→ WHAT THE TASK ASKS:
In the data below, find every line that has the string "termination", and copy it.

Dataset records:
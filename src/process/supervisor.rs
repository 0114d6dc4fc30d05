// Copyright (c) 2025 Steve Wagner (ciroque@live.com)
// SPDX-License-Identifier: MIT

//! Watches a spawned child on the side: polls for exit, a timeout deadline,
//! and cancellation, in ~50ms slices, escalating to termination when either
//! fires. Runs on the same worker thread that spawned the child — there is
//! no separate watcher thread per process, since the worker thread has
//! nothing else to do while the child runs.

use std::process::Child;
use std::thread;
use std::time::{Duration, Instant};

use crate::control::ControlHandle;

const POLL_INTERVAL: Duration = Duration::from_millis(50);
const GRACE_PERIOD: Duration = Duration::from_secs(5);

pub struct SuperviseOutcome {
    pub exit_code: Option<i32>,
    pub timed_out: bool,
    pub cancelled: bool,
}

/// Poll `child` until it exits, `deadline` elapses, or `control` is
/// cancelled — whichever comes first. On timeout/cancellation, escalates to
/// termination (SIGTERM then, after a grace period, SIGKILL on Unix;
/// `Child::kill()` only elsewhere).
///
/// When `control` is paused, the child is suspended (SIGSTOP) and the
/// supervisor blocks on [`ControlHandle::wait_while_paused`] until resumed
/// (SIGCONT) or cancelled, without counting paused time against `deadline`.
pub fn supervise(
    child: &mut Child,
    control: &ControlHandle,
    deadline: Option<Duration>,
) -> SuperviseOutcome {
    let mut start = Instant::now();

    loop {
        match child.try_wait() {
            Ok(Some(status)) => {
                return SuperviseOutcome {
                    exit_code: status.code(),
                    timed_out: false,
                    cancelled: false,
                }
            }
            Ok(None) => {}
            Err(_) => {
                return SuperviseOutcome {
                    exit_code: None,
                    timed_out: false,
                    cancelled: false,
                }
            }
        }

        if control.is_paused() && !control.is_cancelled() {
            suspend(child);
            let paused_at = Instant::now();
            control.wait_while_paused();
            resume(child);
            // Don't let time spent suspended count toward the deadline.
            start += paused_at.elapsed();
            continue;
        }

        let timed_out = deadline.is_some_and(|d| start.elapsed() >= d);
        let cancelled = control.is_cancelled();

        if timed_out || cancelled {
            escalate(child);
            let exit_code = child.wait().ok().and_then(|s| s.code());
            return SuperviseOutcome {
                exit_code,
                timed_out,
                cancelled,
            };
        }

        thread::sleep(POLL_INTERVAL);
    }
}

#[cfg(unix)]
fn suspend(child: &Child) {
    unsafe {
        libc::kill(child.id() as libc::pid_t, libc::SIGSTOP);
    }
}

#[cfg(unix)]
fn resume(child: &Child) {
    unsafe {
        libc::kill(child.id() as libc::pid_t, libc::SIGCONT);
    }
}

#[cfg(not(unix))]
fn suspend(_child: &Child) {}

#[cfg(not(unix))]
fn resume(_child: &Child) {}

#[cfg(unix)]
fn escalate(child: &mut Child) {
    let pid = child.id() as libc::pid_t;
    unsafe {
        libc::kill(pid, libc::SIGTERM);
    }

    let deadline = Instant::now() + GRACE_PERIOD;
    loop {
        match child.try_wait() {
            Ok(Some(_)) => return,
            Ok(None) => {}
            Err(_) => return,
        }
        if Instant::now() >= deadline {
            break;
        }
        thread::sleep(POLL_INTERVAL);
    }

    unsafe {
        libc::kill(pid, libc::SIGKILL);
    }
}

#[cfg(not(unix))]
fn escalate(child: &mut Child) {
    let _ = child.kill();
}
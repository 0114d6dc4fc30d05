// Copyright (c) 2025 Steve Wagner (ciroque@live.com)
// SPDX-License-Identifier: MIT

//! Fail-open condition expression evaluator.
//!
//! Grammar:
//!
//! ```text
//! expr       := "true" | "false" | comparison
//! comparison := operand ("==" | "!=") operand
//! operand    := "env." IDENT | STRING_LITERAL
//! ```
//!
//! `env.NAME` resolves against the task's own environment overrides first,
//! then the process environment, and is "truthy" on its own (no comparison)
//! when the value is set and not empty.
//!
//! Any expression this parser cannot make sense of is treated as `true` —
//! a malformed `condition` must never stop a task from running, only a
//! well-formed `false` does.

use std::env;

/// Evaluate `expr` against `task_env`. Never returns an error: parse
/// failures resolve to `true` (fail-open, never blocking a run on a typo).
pub fn evaluate(expr: &str, task_env: &[(&str, &str)]) -> bool {
    match parse(expr.trim()) {
        Some(Expr::Bool(b)) => b,
        Some(Expr::EnvTruthy(name)) => {
            lookup(&name, task_env).is_some_and(|v| !v.trim().is_empty())
        }
        Some(Expr::Eq(lhs, rhs, negate)) => {
            let equal = resolve(&lhs, task_env) == resolve(&rhs, task_env);
            if negate {
                !equal
            } else {
                equal
            }
        }
        None => true,
    }
}

enum Expr {
    Bool(bool),
    EnvTruthy(String),
    Eq(Operand, Operand, bool),
}

enum Operand {
    Env(String),
    Literal(String),
}

fn resolve(op: &Operand, task_env: &[(&str, &str)]) -> String {
    match op {
        Operand::Env(name) => lookup(name, task_env).unwrap_or_default(),
        Operand::Literal(s) => s.clone(),
    }
}

fn lookup(name: &str, task_env: &[(&str, &str)]) -> Option<String> {
    task_env
        .iter()
        .find(|(k, _)| *k == name)
        .map(|(_, v)| v.to_string())
        .or_else(|| env::var(name).ok())
}

fn parse(input: &str) -> Option<Expr> {
    if input == "true" {
        return Some(Expr::Bool(true));
    }
    if input == "false" {
        return Some(Expr::Bool(false));
    }

    if let Some((lhs, rhs)) = split_once_op(input, "==") {
        return Some(Expr::Eq(parse_operand(lhs)?, parse_operand(rhs)?, false));
    }
    if let Some((lhs, rhs)) = split_once_op(input, "!=") {
        return Some(Expr::Eq(parse_operand(lhs)?, parse_operand(rhs)?, true));
    }

    if let Some(name) = input.strip_prefix("env.") {
        if !name.is_empty() {
            return Some(Expr::EnvTruthy(name.to_string()));
        }
    }

    None
}

fn split_once_op<'a>(input: &'a str, op: &str) -> Option<(&'a str, &'a str)> {
    input
        .split_once(op)
        .map(|(lhs, rhs)| (lhs.trim(), rhs.trim()))
}

fn parse_operand(s: &str) -> Option<Operand> {
    if let Some(name) = s.strip_prefix("env.") {
        if !name.is_empty() {
            return Some(Operand::Env(name.to_string()));
        }
        return None;
    }
    if (s.starts_with('"') && s.ends_with('"') && s.len() >= 2)
        || (s.starts_with('\'') && s.ends_with('\'') && s.len() >= 2)
    {
        return Some(Operand::Literal(s[1..s.len() - 1].to_string()));
    }
    None
}

#[cfg(test)]
mod tests {
    use super::*;

    #[test]
    fn literal_true_and_false() {
        assert!(evaluate("true", &[]));
        assert!(!evaluate("false", &[]));
    }

    #[test]
    fn env_truthiness_from_task_env() {
        assert!(evaluate("env.DEPLOY", &[("DEPLOY", "1")]));
        assert!(!evaluate("env.DEPLOY", &[("DEPLOY", "")]));
        assert!(!evaluate("env.DEPLOY", &[("DEPLOY", "   ")]));
        assert!(!evaluate("env.DEPLOY", &[]));
    }

    #[test]
    fn equality_and_inequality() {
        assert!(evaluate(
            "env.BRANCH == \"main\"",
            &[("BRANCH", "main")]
        ));
        assert!(!evaluate(
            "env.BRANCH == \"main\"",
            &[("BRANCH", "dev")]
        ));
        assert!(evaluate(
            "env.BRANCH != \"main\"",
            &[("BRANCH", "dev")]
        ));
    }

    #[test]
    fn malformed_expression_fails_open() {
        assert!(evaluate("this is not valid", &[]));
        assert!(evaluate("env.", &[]));
        assert!(evaluate("== \"x\"", &[]));
        assert!(evaluate("", &[]));
    }

    #[test]
    fn task_env_takes_precedence_over_process_env() {
        std::env::set_var("ZR_COND_TEST_VAR", "process-value");
        assert!(evaluate(
            "env.ZR_COND_TEST_VAR == \"task-value\"",
            &[("ZR_COND_TEST_VAR", "task-value")]
        ));
        std::env::remove_var("ZR_COND_TEST_VAR");
    }
}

→ SOLUTION TO THIS EXERCISE:
//! and cancellation, in ~50ms slices, escalating to termination when either
/// termination (SIGTERM then, after a grace period, SIGKILL on Unix;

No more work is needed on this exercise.